What you should do
Copy out all of the records, exactly as they appear.

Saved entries

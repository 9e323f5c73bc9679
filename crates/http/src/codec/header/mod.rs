//! Request head decoding and response head encoding.
//!
//! - [`HeaderDecoder`]: request line and header block into a [`RequestHead`](crate::protocol::RequestHead)
//! - [`HeaderEncoder`]: [`ResponseHead`](crate::protocol::ResponseHead) into a status line and headers

mod header_decoder;
mod header_encoder;

pub use header_decoder::HeaderDecoder;
pub use header_decoder::{MAX_HEADER_BYTES, MAX_PAYLOAD_BYTES};
pub use header_encoder::HeaderEncoder;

Worked solution
repository 9e323f5c73bc9679
filename crates/http/src/codec/header/mod.rs
//! Request head decoding and response head encoding.
//!
//! - [`HeaderDecoder`]: request line and header block into a [`RequestHead`](crate::protocol::RequestHead)
//! - [`HeaderEncoder`]: [`ResponseHead`](crate::protocol::ResponseHead) into a status line and headers

mod header_decoder;
mod header_encoder;

pub use header_decoder::HeaderDecoder;
pub use header_decoder::{MAX_HEADER_BYTES, MAX_PAYLOAD_BYTES};
pub use header_encoder::HeaderEncoder;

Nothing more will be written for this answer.